If the worker dies immediately, the queue dies with it.

The fatal path should have a direct-write escape route.

10.3 Uploading from the crash handler

This is tempting, but risky because it drags in:

• DNS
• TLS
• proxies
• authentication
• timeouts
• retry waits

Do the sending after restart instead.

10.4 Dumps exist, but they do not correlate with the normal logs

This is common too.

• dump filename has no session identity
• the normal log has no PID or session
• the watchdog log has no PID
• build numbers do not line up

The result is that the three evidence streams look like different stories.

10.5 Using WinForms / WPF unhandled-exception events as life support

At first this feels attractive, because the app appears to “stop crashing.”

But in reality it often creates zombie states like:

• the screen still exists
• the worker logic is dead
• the UI still exposes active buttons
• nobody knows whether the save actually happened

10.6 Ignoring native runtime termination paths

If you only think about SetUnhandledExceptionFilter, you can miss:

• invalid parameter
• purecall
• terminate
• fast fail

Native C++ designs are stronger when they recognize CRT / C++ runtime termination routes explicitly too.
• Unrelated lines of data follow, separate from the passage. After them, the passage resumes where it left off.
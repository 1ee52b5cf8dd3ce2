//! Grouping of related [`Feature`]s executed concurrently within one
//! environment.

use std::fmt;

use super::Feature;
use crate::report::ExecutionReport;

/// A named group of related [`Feature`]s.
///
/// Executed via [`Environment::test_set`], every member runs concurrently
/// with its own independent phase semantics: a failure in one feature never
/// blocks or skips the others.
///
/// [`Environment::test_set`]: crate::env::Environment::test_set
pub struct FeatureSet {
    /// Group name, prefixed onto member feature names in reports.
    pub name: String,

    pub(crate) features: Vec<Feature>,
}

impl FeatureSet {
    /// Creates an empty [`FeatureSet`] with the given name.
    #[must_use]
    pub fn new(name: impl Into<String>) -> Self {
        Self {
            name: name.into(),
            features: Vec::new(),
        }
    }

    /// Appends a [`Feature`] to this set.
    pub fn feature(&mut self, feature: Feature) -> &mut Self {
        self.features.push(feature);
        self
    }

    /// Member features, in insertion order.
    #[must_use]
    pub fn features(&self) -> &[Feature] {
        &self.features
    }

    /// Number of member features.
    #[must_use]
    pub fn len(&self) -> usize {
        self.features.len()
    }

    /// Indicates whether this set has no member features.
    #[must_use]
    pub fn is_empty(&self) -> bool {
        self.features.is_empty()
    }
}

impl fmt::Debug for FeatureSet {
    fn fmt(&self, f: &mut fmt::Formatter<'_>) -> fmt::Result {
        f.debug_struct("FeatureSet")
            .field("name", &self.name)
            .field("features", &self.features)
            .finish()
    }
}

/// Aggregated pass/fail outcome of a [`FeatureSet`] run, one
/// [`ExecutionReport`] per member feature.
#[derive(Debug)]
pub struct SetReport {
    /// Name of the executed [`FeatureSet`].
    pub name: String,

    /// Per-feature reports, in the set's insertion order.
    pub features: Vec<ExecutionReport>,
}

impl SetReport {
    /// Indicates whether any member feature failed.
    #[must_use]
    pub fn failed(&self) -> bool {
        self.features.iter().any(ExecutionReport::failed)
    }

    /// Report of the member feature with the given name, if present.
    #[must_use]
    pub fn feature(&self, name: &str) -> Option<&ExecutionReport> {
        self.features.iter().find(|r| r.feature == name)
    }
}
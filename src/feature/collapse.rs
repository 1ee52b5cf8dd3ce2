//! Pure transforms producing an ordered execution plan from a declared step
//! list: phase-order grouping ([`reorder`]) and per-timing merging
//! ([`collapse`]).

use std::sync::Arc;

use futures::FutureExt as _;
use itertools::Itertools as _;

use super::step::{Levels, States, Step, Timing};

/// Groups `steps` by [`Timing`] into the fixed phase sequence
/// Setup → Requirement → Assert → Teardown, preserving relative declaration
/// order within each group.
///
/// Stable, pure and total: never fails, never drops a step.
#[must_use]
pub fn reorder(mut steps: Vec<Step>) -> Vec<Step> {
    // Vec::sort_by_key is stable, which is what preserves declaration order
    // within a phase.
    steps.sort_by_key(|s| s.timing);
    steps
}

/// Like [`reorder`], but additionally merges all steps of each
/// single-execution timing (Setup, Requirement, Teardown) into one composite
/// step per timing.
///
/// The composite's name is the comma-joined list of its sub-step names and
/// its function invokes the sub-functions sequentially, so a failure partway
/// aborts the remaining sub-functions of that composite. Assert steps remain
/// individually wrapped, since that phase runs with intra-phase parallelism
/// and per-step pass/fail isolation.
///
/// A timing with zero steps yields no composite step at all.
#[must_use]
pub fn collapse(steps: Vec<Step>) -> Vec<Step> {
    let mut setup = Vec::new();
    let mut requirement = Vec::new();
    let mut assert = Vec::new();
    let mut teardown = Vec::new();
    for s in steps {
        match s.timing {
            Timing::Setup => setup.push(s),
            Timing::Requirement => requirement.push(s),
            Timing::Assert => assert.push(s),
            Timing::Teardown => teardown.push(s),
        }
    }

    let mut out = Vec::new();
    out.extend(merge(Timing::Setup, setup));
    out.extend(merge(Timing::Requirement, requirement));
    out.extend(assert);
    out.extend(merge(Timing::Teardown, teardown));
    out
}

/// Merges `steps` into a single sequential composite of the given `timing`.
fn merge(timing: Timing, steps: Vec<Step>) -> Option<Step> {
    if steps.is_empty() {
        return None;
    }

    let name = steps.iter().map(|s| s.name.as_str()).join(", ");
    let levels = steps
        .iter()
        .fold(Levels::NONE, |acc, s| acc | s.levels);
    let states = steps
        .iter()
        .fold(States::NONE, |acc, s| acc | s.states);

    let steps = Arc::new(steps);
    Some(Step::new(name, timing, levels, states, move |ctx| {
        let steps = Arc::clone(&steps);
        async move {
            for s in steps.iter() {
                s.invoke(ctx).await?;
            }
            Ok(())
        }
        .boxed_local()
    }))
}

#[cfg(test)]
mod tests {
    use futures::future::LocalBoxFuture;

    use super::*;
    use crate::{env::StepContext, feature::step::StepResult};

    fn nop(_: &StepContext) -> LocalBoxFuture<'_, StepResult> {
        futures::FutureExt::boxed_local(async { Ok(()) })
    }

    fn step(name: &str, timing: Timing) -> Step {
        Step::new(name, timing, Levels::NONE, States::NONE, nop)
    }

    #[test]
    fn reorder_groups_by_phase_and_keeps_declaration_order() {
        let out = reorder(vec![
            step("t1", Timing::Teardown),
            step("a1", Timing::Assert),
            step("s1", Timing::Setup),
            step("r1", Timing::Requirement),
            step("s2", Timing::Setup),
            step("a2", Timing::Assert),
        ]);

        let names: Vec<_> = out.iter().map(|s| s.name.as_str()).collect();
        assert_eq!(names, ["s1", "s2", "r1", "a1", "a2", "t1"]);
    }

    #[test]
    fn reorder_of_empty_input_is_empty() {
        assert!(reorder(Vec::new()).is_empty());
    }

    #[test]
    fn collapse_merges_single_execution_timings() {
        // 2 Setup + 1 Requirement + 0 Assert + 2 Teardown.
        let out = collapse(vec![
            step("deploy sender", Timing::Setup),
            step("undeploy sender", Timing::Teardown),
            step("deploy receiver", Timing::Setup),
            step("sender is ready", Timing::Requirement),
            step("undeploy receiver", Timing::Teardown),
        ]);

        assert_eq!(out.len(), 3);
        assert_eq!(out[0].timing, Timing::Setup);
        assert_eq!(out[0].name, "deploy sender, deploy receiver");
        assert_eq!(out[1].timing, Timing::Requirement);
        assert_eq!(out[1].name, "sender is ready");
        assert_eq!(out[2].timing, Timing::Teardown);
        assert_eq!(out[2].name, "undeploy sender, undeploy receiver");
    }

    #[test]
    fn collapse_keeps_assert_steps_individual() {
        let out = collapse(vec![
            step("a1", Timing::Assert),
            step("s1", Timing::Setup),
            step("a2", Timing::Assert),
            step("a3", Timing::Assert),
        ]);

        let names: Vec<_> = out.iter().map(|s| s.name.as_str()).collect();
        assert_eq!(names, ["s1", "a1", "a2", "a3"]);
        assert!(out[1..].iter().all(|s| s.timing == Timing::Assert));
    }

    #[test]
    fn collapse_composite_unions_level_and_state_masks() {
        let mut a = step("a", Timing::Teardown);
        a.levels = Levels::MUST;
        a.states = States::ALPHA;
        let mut b = step("b", Timing::Teardown);
        b.levels = Levels::SHOULD;
        b.states = States::STABLE;

        let out = collapse(vec![a, b]);
        assert_eq!(out.len(), 1);
        assert_eq!(out[0].levels, Levels::MUST | Levels::SHOULD);
        assert_eq!(out[0].states, States::ALPHA | States::STABLE);
    }
}
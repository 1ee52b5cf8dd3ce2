//! Shared per-feature state store: a thread-safe map of JSON-serialized
//! values, safe for concurrent use across fan-out Assert steps.

use std::{
    collections::HashMap,
    sync::{PoisonError, RwLock},
};

use derive_more::{Display, Error};
use serde::{de::DeserializeOwned, Serialize};

/// Error of a [`KVStore`] access.
#[derive(Debug, Display, Error)]
pub enum StateError {
    /// No value is stored under the requested key.
    #[display(fmt = "no state stored under key {:?}", key)]
    Missing {
        /// The requested key.
        key: String,
    },

    /// The value could not be serialized to JSON.
    #[display(fmt = "failed to encode state under key {:?}: {}", key, source)]
    Encode {
        /// The written key.
        key: String,

        /// Underlying JSON error.
        source: serde_json::Error,
    },

    /// The stored value could not be deserialized into the requested type.
    #[display(fmt = "failed to decode state under key {:?}: {}", key, source)]
    Decode {
        /// The requested key.
        key: String,

        /// Underlying JSON error.
        source: serde_json::Error,
    },
}

/// Thread-safe key-value store of JSON-serialized values, shared by all
/// steps of a single [`Feature`] run.
///
/// This is the only mutable object shared across concurrently-running Assert
/// steps within one feature, so every access goes through an internal lock.
/// [`KVStore::get`] returns a [`StateError`] when the key is absent or
/// undecodable, never panicking.
///
/// [`Feature`]: crate::Feature
#[derive(Debug, Default)]
pub struct KVStore {
    entries: RwLock<HashMap<String, serde_json::Value>>,
}

impl KVStore {
    /// Creates an empty [`KVStore`].
    #[must_use]
    pub fn new() -> Self {
        Self::default()
    }

    /// Serializes `value` and stores it under `key`, replacing any previous
    /// value.
    ///
    /// # Errors
    ///
    /// If `value` cannot be represented as JSON.
    pub fn set<T>(
        &self,
        key: impl Into<String>,
        value: &T,
    ) -> Result<(), StateError>
    where
        T: Serialize + ?Sized,
    {
        let key = key.into();
        let value = serde_json::to_value(value).map_err(|source| {
            StateError::Encode {
                key: key.clone(),
                source,
            }
        })?;
        self.entries
            .write()
            .unwrap_or_else(PoisonError::into_inner)
            .insert(key, value);
        Ok(())
    }

    /// Retrieves and deserializes the value stored under `key`.
    ///
    /// # Errors
    ///
    /// If the key is absent, or the stored value does not decode into `T`.
    pub fn get<T>(&self, key: &str) -> Result<T, StateError>
    where
        T: DeserializeOwned,
    {
        let value = self
            .entries
            .read()
            .unwrap_or_else(PoisonError::into_inner)
            .get(key)
            .cloned()
            .ok_or_else(|| StateError::Missing {
                key: key.to_owned(),
            })?;
        serde_json::from_value(value).map_err(|source| StateError::Decode {
            key: key.to_owned(),
            source,
        })
    }

    /// Indicates whether a value is stored under `key`.
    #[must_use]
    pub fn contains(&self, key: &str) -> bool {
        self.entries
            .read()
            .unwrap_or_else(PoisonError::into_inner)
            .contains_key(key)
    }

    /// All stored keys, in unspecified order.
    #[must_use]
    pub fn keys(&self) -> Vec<String> {
        self.entries
            .read()
            .unwrap_or_else(PoisonError::into_inner)
            .keys()
            .cloned()
            .collect()
    }
}
//! gRPC service implementations.

pub mod signal_service;

pub use signal_service::SignalingService;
11. Minimum implementation checklist

If you satisfy the following, the design is already quite practical.

• ordinary logs are one event per line
• every log carries UTC, PID, TID, version, and session
• ProcessStart and ProcessExit are recorded
• important boundary events are flushed synchronously
• there is a dedicated final crash marker file
• the fatal path does not rely only on the async logger
• WER LocalDumps is configured per application
• the dump-folder ACL has been verified
• PDBs and deployed binaries are preserved
• the next launch can detect the previous abnormal termination
• compression / upload / notification happens after restart or from another process
• native C++ also covers invalid parameter / purecall / terminate routes
• you have deliberately crashed the app in test and confirmed that the evidence really remains

That last line matters especially:

the design is not real until you have tested that the evidence is actually left behind.

12. How far to test

Recommended test cases include:

The key is to confirm:

under this failure condition, these exact files remain

not just:

“it should probably log something.”

13. Wrap-up

If you want enough evidence to investigate programmer-error crashes in Windows apps later, the core idea is actually quite simple:

• do not trust only the crashing process
• split evidence between ordinary logs, a final crash marker, and OS / other-process evidence
• keep crash-time work short and local
• move heavy work to the next start or another process
• use WER LocalDumps as the foundation
• bias toward record-and-terminate rather than continue-and-hope

In other words:

instead of trying to make the last single log line heroic, build a design that remains diagnosable even if that last line is missing.

You still want the last line, so keep a short final crash marker in its own file.
But let the main crash evidence live in WER dumps plus the ordinary logs leading up to the failure.

That is a much more stable pattern in real Windows application work.